Babies born by c-section lack key gut bacteria
By Callan Emery, Editor
A study published in Nature in September has caught the attention of the media and the interest of
Obs-Gyn specialists. In what is the largest study of the neonatal microbiome (gut bacteria), the researchers provide strong evidence that the way a baby is born impacts significantly on their microbiome.
The study by Lawley T., et al. (doi: 10.1038/s41586-019-1560-1) found that babies born through the vaginal canal carry different microbes from those delivered through caesarean section. Those born through c-section tended to lack strains of gut bacteria found in healthy children and adults. Additionally babies born through c-section showed a high-level of colonization by opportunistic pathogens associated with the hospital environment (including Enterococcus, Enterobacter and Klebsiella species).
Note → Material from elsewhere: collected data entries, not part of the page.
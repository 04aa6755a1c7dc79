//! Clinical gate: the deterministic intake state machine. It alone decides
//! whether an issue is complete enough to route, which question comes next,
//! and when escalation is mandatory. LLM output never overrides it.

use crate::models::ClinicalIssue;

/// Minimum number of known profile elements before routing is allowed, capped
/// by how many elements apply to the issue at all so thin concerns (a plain
/// checkup request) can still complete.
const PROFILE_FLOOR: usize = 3;

struct ElementRule {
    key: &'static str,
    question: &'static str,
    answer_keys: &'static [&'static str],
    applicable: fn(&ClinicalIssue) -> bool,
    required: fn(&ClinicalIssue) -> bool,
    present: fn(&ClinicalIssue) -> bool,
}

fn always(_: &ClinicalIssue) -> bool {
    true
}

fn never(_: &ClinicalIssue) -> bool {
    false
}

fn has_pain(issue: &ClinicalIssue) -> bool {
    issue.has_pain
}

fn has_swelling(issue: &ClinicalIssue) -> bool {
    issue.swelling
}

fn pain_or_swelling(issue: &ClinicalIssue) -> bool {
    issue.has_pain || issue.swelling
}

fn mentions_bleeding(issue: &ClinicalIssue) -> bool {
    issue.bleeding
        || issue
            .reported_symptoms
            .iter()
            .any(|s| s.to_lowercase().contains("bleed"))
}

fn answered(issue: &ClinicalIssue, keys: &[&str]) -> bool {
    keys.iter()
        .any(|k| issue.field_answers.get(*k).is_some_and(|v| !v.trim().is_empty()))
}

/// The canonical intake elements, in questioning priority order.
static CLINICAL_ELEMENTS: &[ElementRule] = &[
    ElementRule {
        key: "location",
        question: "Where exactly is the concern - which tooth or area of your mouth?",
        answer_keys: &["location", "pain_location"],
        applicable: always,
        required: pain_or_swelling,
        present: |i| i.location.as_deref().is_some_and(|l| !l.trim().is_empty()),
    },
    ElementRule {
        key: "duration",
        question: "How long has this been going on? (less than 24 hours, 1-3 days, 4-7 days, 1-2 weeks, more than 2 weeks)",
        answer_keys: &["duration", "duration_days"],
        applicable: always,
        required: always,
        present: |i| i.duration_days.is_some(),
    },
    ElementRule {
        key: "severity",
        question: "On a scale of 1-10, how severe is the pain right now?",
        answer_keys: &["severity", "pain_severity"],
        applicable: has_pain,
        required: has_pain,
        present: |i| i.severity.is_some(),
    },
    ElementRule {
        key: "stimulus",
        question: "Does anything set it off - hot or cold, or chewing and pressure?",
        answer_keys: &["stimulus", "thermal_duration"],
        applicable: has_pain,
        required: has_pain,
        present: |i| {
            i.thermal_sensitivity || i.biting_pain || answered(i, &["stimulus", "thermal_duration"])
        },
    },
    ElementRule {
        key: "swelling_location",
        question: "Where is the swelling - face, cheek, jaw, neck, or inside the mouth?",
        answer_keys: &["swelling_location"],
        applicable: has_swelling,
        required: has_swelling,
        present: |i| i.visible_swelling || answered(i, &["swelling_location"]),
    },
    ElementRule {
        key: "airway_status",
        question: "Is the swelling affecting your breathing or swallowing in any way?",
        answer_keys: &["airway_status"],
        applicable: has_swelling,
        required: has_swelling,
        // An explicit negative ("no breathing trouble") counts as a known
        // airway status; only silence leaves the element open.
        present: |i| {
            i.airway_compromise
                || answered(i, &["airway_status"])
                || i.reported_symptoms.iter().any(|s| {
                    let l = s.to_lowercase();
                    l.contains("breath") || l.contains("airway") || l.contains("swallow")
                })
        },
    },
    ElementRule {
        key: "hemorrhage_status",
        question: "Is there any bleeding right now, and if so is it controlled?",
        answer_keys: &["hemorrhage_status"],
        applicable: mentions_bleeding,
        required: mentions_bleeding,
        present: |i| i.bleeding || answered(i, &["hemorrhage_status"]),
    },
    // The last two enrich the profile but never block routing on their own.
    ElementRule {
        key: "chronobiology",
        question: "Does the pain wake you at night or is it worse at certain times?",
        answer_keys: &["chronobiology"],
        applicable: has_pain,
        required: never,
        present: |i| {
            answered(i, &["chronobiology"])
                || i.reported_symptoms
                    .iter()
                    .any(|s| s.to_lowercase().contains("night") || s.to_lowercase().contains("woke"))
        },
    },
    ElementRule {
        key: "systemic_risk",
        question: "Do you have fever, or any medical conditions we should know about?",
        answer_keys: &["systemic_risk"],
        applicable: has_swelling,
        required: never,
        present: |i| {
            answered(i, &["systemic_risk"])
                || i.reported_symptoms
                    .iter()
                    .any(|s| s.to_lowercase().contains("fever"))
        },
    },
];

/// Recompute `clinical_profile` and `missing_clinical_elements` from the
/// issue's current features. Idempotent.
pub fn assess_completeness(issue: &mut ClinicalIssue) {
    let snapshot = issue.clone();

    issue.clinical_profile.clear();
    issue.missing_clinical_elements.clear();

    for rule in CLINICAL_ELEMENTS {
        if !(rule.applicable)(&snapshot) {
            continue;
        }
        let present = (rule.present)(&snapshot);
        issue.clinical_profile.insert(rule.key.to_string(), present);
        if (rule.required)(&snapshot) && !present {
            issue.missing_clinical_elements.push(rule.key.to_string());
        }
    }
}

/// Drop any missing element whose field key has a non-empty structured answer.
pub fn prune_answered(issue: &mut ClinicalIssue) {
    let answered_keys: Vec<&'static str> = CLINICAL_ELEMENTS
        .iter()
        .filter(|rule| answered(issue, rule.answer_keys))
        .map(|rule| rule.key)
        .collect();

    issue
        .missing_clinical_elements
        .retain(|el| !answered_keys.contains(&el.as_str()));
    for key in answered_keys {
        issue.clinical_profile.insert(key.to_string(), true);
    }
}

/// Canonical question for the highest-priority missing element.
pub fn next_question(issue: &ClinicalIssue) -> Option<&'static str> {
    let first_missing = issue.missing_clinical_elements.first()?;
    CLINICAL_ELEMENTS
        .iter()
        .find(|rule| rule.key == first_missing)
        .map(|rule| rule.question)
}

/// Routing policy: nothing missing, and enough of the profile is known.
pub fn route_permitted(issue: &ClinicalIssue) -> bool {
    if !issue.missing_clinical_elements.is_empty() {
        return false;
    }
    let applicable = issue.clinical_profile.len();
    let known = issue.clinical_profile.values().filter(|v| **v).count();
    known >= PROFILE_FLOOR.min(applicable)
}

/// Escalation is mandatory whenever these are truthy, at any point.
pub fn must_escalate(issue: &ClinicalIssue) -> bool {
    issue.airway_compromise || issue.bleeding
}

/// Patient-facing explanation with no diagnosis or treatment phrasing.
pub fn safe_routing_language(issue: &ClinicalIssue) -> String {
    if must_escalate(issue) {
        "The symptoms described need urgent in-person attention. Routing to immediate care."
            .to_string()
    } else {
        "Clinical routing criteria met. The reported symptoms will be assessed in person by the appropriate specialist.".to_string()
    }
}

#[cfg(test)]
mod tests {
    use super::*;

    fn pain_issue() -> ClinicalIssue {
        ClinicalIssue {
            has_pain: true,
            symptom_cluster: "upper right molar pain".to_string(),
            ..Default::default()
        }
    }

    #[test]
    fn bare_pain_issue_misses_location_duration_severity_stimulus() {
        let mut issue = pain_issue();
        assess_completeness(&mut issue);
        assert_eq!(
            issue.missing_clinical_elements,
            vec!["location", "duration", "severity", "stimulus"]
        );
        assert_eq!(next_question(&issue), Some(
            "Where exactly is the concern - which tooth or area of your mouth?"
        ));
        assert!(!route_permitted(&issue));
    }

    #[test]
    fn complete_pain_issue_routes() {
        let mut issue = pain_issue();
        issue.location = Some("upper right molar".to_string());
        issue.duration_days = Some(3);
        issue.severity = Some(8);
        issue.thermal_sensitivity = true;
        assess_completeness(&mut issue);
        assert!(issue.missing_clinical_elements.is_empty());
        assert!(route_permitted(&issue));
        // location, duration, severity, stimulus all known.
        assert!(issue.clinical_profile.values().filter(|v| **v).count() >= 4);
    }

    #[test]
    fn swelling_demands_airway_answer() {
        let mut issue = ClinicalIssue {
            swelling: true,
            location: Some("lower left".to_string()),
            duration_days: Some(2),
            visible_swelling: true,
            ..Default::default()
        };
        assess_completeness(&mut issue);
        assert_eq!(issue.missing_clinical_elements, vec!["airway_status"]);

        issue
            .field_answers
            .insert("airway_status".to_string(), "no trouble breathing".to_string());
        prune_answered(&mut issue);
        assert!(issue.missing_clinical_elements.is_empty());
        assert!(route_permitted(&issue));
    }

    #[test]
    fn thin_checkup_issue_completes_once_duration_known() {
        let mut issue = ClinicalIssue {
            symptom_cluster: "routine cleaning request".to_string(),
            ..Default::default()
        };
        assess_completeness(&mut issue);
        assert_eq!(issue.missing_clinical_elements, vec!["duration"]);

        issue.duration_days = Some(30);
        assess_completeness(&mut issue);
        assert!(route_permitted(&issue));
    }

    #[test]
    fn assess_is_idempotent() {
        let mut issue = pain_issue();
        issue.severity = Some(5);
        assess_completeness(&mut issue);
        let first = issue.clone();
        assess_completeness(&mut issue);
        assert_eq!(issue.missing_clinical_elements, first.missing_clinical_elements);
        assert_eq!(issue.clinical_profile, first.clinical_profile);
    }

    #[test]
    fn answering_all_missing_elements_opens_the_gate() {
        // Gate monotonicity: provide answers for everything missing and the
        // next evaluation must permit routing.
        let mut issue = pain_issue();
        assess_completeness(&mut issue);
        for element in issue.missing_clinical_elements.clone() {
            issue.field_answers.insert(element, "answered".to_string());
        }
        assess_completeness(&mut issue);
        prune_answered(&mut issue);
        assert!(route_permitted(&issue), "{:?}", issue);
    }

    #[test]
    fn explicit_airway_negative_counts_as_known_status() {
        let mut issue = ClinicalIssue {
            swelling: true,
            visible_swelling: true,
            location: Some("lower left".to_string()),
            duration_days: Some(4),
            reported_symptoms: vec!["swelling".to_string(), "no breathing trouble".to_string()],
            ..Default::default()
        };
        assess_completeness(&mut issue);
        assert!(issue.missing_clinical_elements.is_empty());
        assert!(route_permitted(&issue));
    }

    #[test]
    fn airway_or_bleeding_forces_escalation() {
        let mut issue = pain_issue();
        assert!(!must_escalate(&issue));
        issue.airway_compromise = true;
        assert!(must_escalate(&issue));

        let bleeding = ClinicalIssue {
            bleeding: true,
            ..Default::default()
        };
        assert!(must_escalate(&bleeding));
    }

    #[test]
    fn safe_language_contains_no_procedure_names() {
        let issue = pain_issue();
        let text = safe_routing_language(&issue).to_lowercase();
        for forbidden in ["root canal", "extraction", "filling", "crown", "diagnos"] {
            assert!(!text.contains(forbidden));
        }
    }
}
Interestingly, the researchers note that it was the mother’s gut bacteria, and not vaginal bacteria, that made up much of the microbiome in the vaginally delivered babies. Previous studies had suggested that vaginal bacteria were swallowed by the baby on its way down the birth canal. This led to what is has been termed ‘vaginal seeding’ whereby babies born by c-section are swabbed with the mothers vaginal fluids in an effort to restore any missing microbes. However, a study by Stinson et al. (doi: 10.3389/fmed.2018.00135) has shown vaginal seeding to be unjustified and potentially unsafe.
Although a lack of exposure to the right microbes in early childhood has been implicated in autoimmune diseases, such as asthma, allergies and diabetes, the exact role of the baby’s gut bacteria is unclear and it isn’t known if these differences at birth will have any effect on later health.
The researchers, who analysed nearly 600 births in the United Kingdom, say the differences in gut bacteria between vaginally born and caesarean delivered babies largely evened out by 1 year old. They note that large follow-up studies are needed to determine if the early differences influence health outcomes.
Discussing her study, Stinson pointed out that microbes thrown out of balance in babies born by c-section are very similar to those thrown off balance in babies born to mothers receiving antibiotics but delivering vaginally. She surmises that routine antibiotic administration given to mothers delivering by c-section could be a cause of the bacterial difference in the neonatal microbiome.
Although this research does pose interesting questions about the potential health outcomes associated with c-section versus vaginal delivery, it should be emphasised that at this point mothers should not be deterred from c-section delivery if it is the right choice for the mother and her baby.
The study is part of larger effort, called the Baby Biome Study, which aims to follow thousands more newborns into childhood.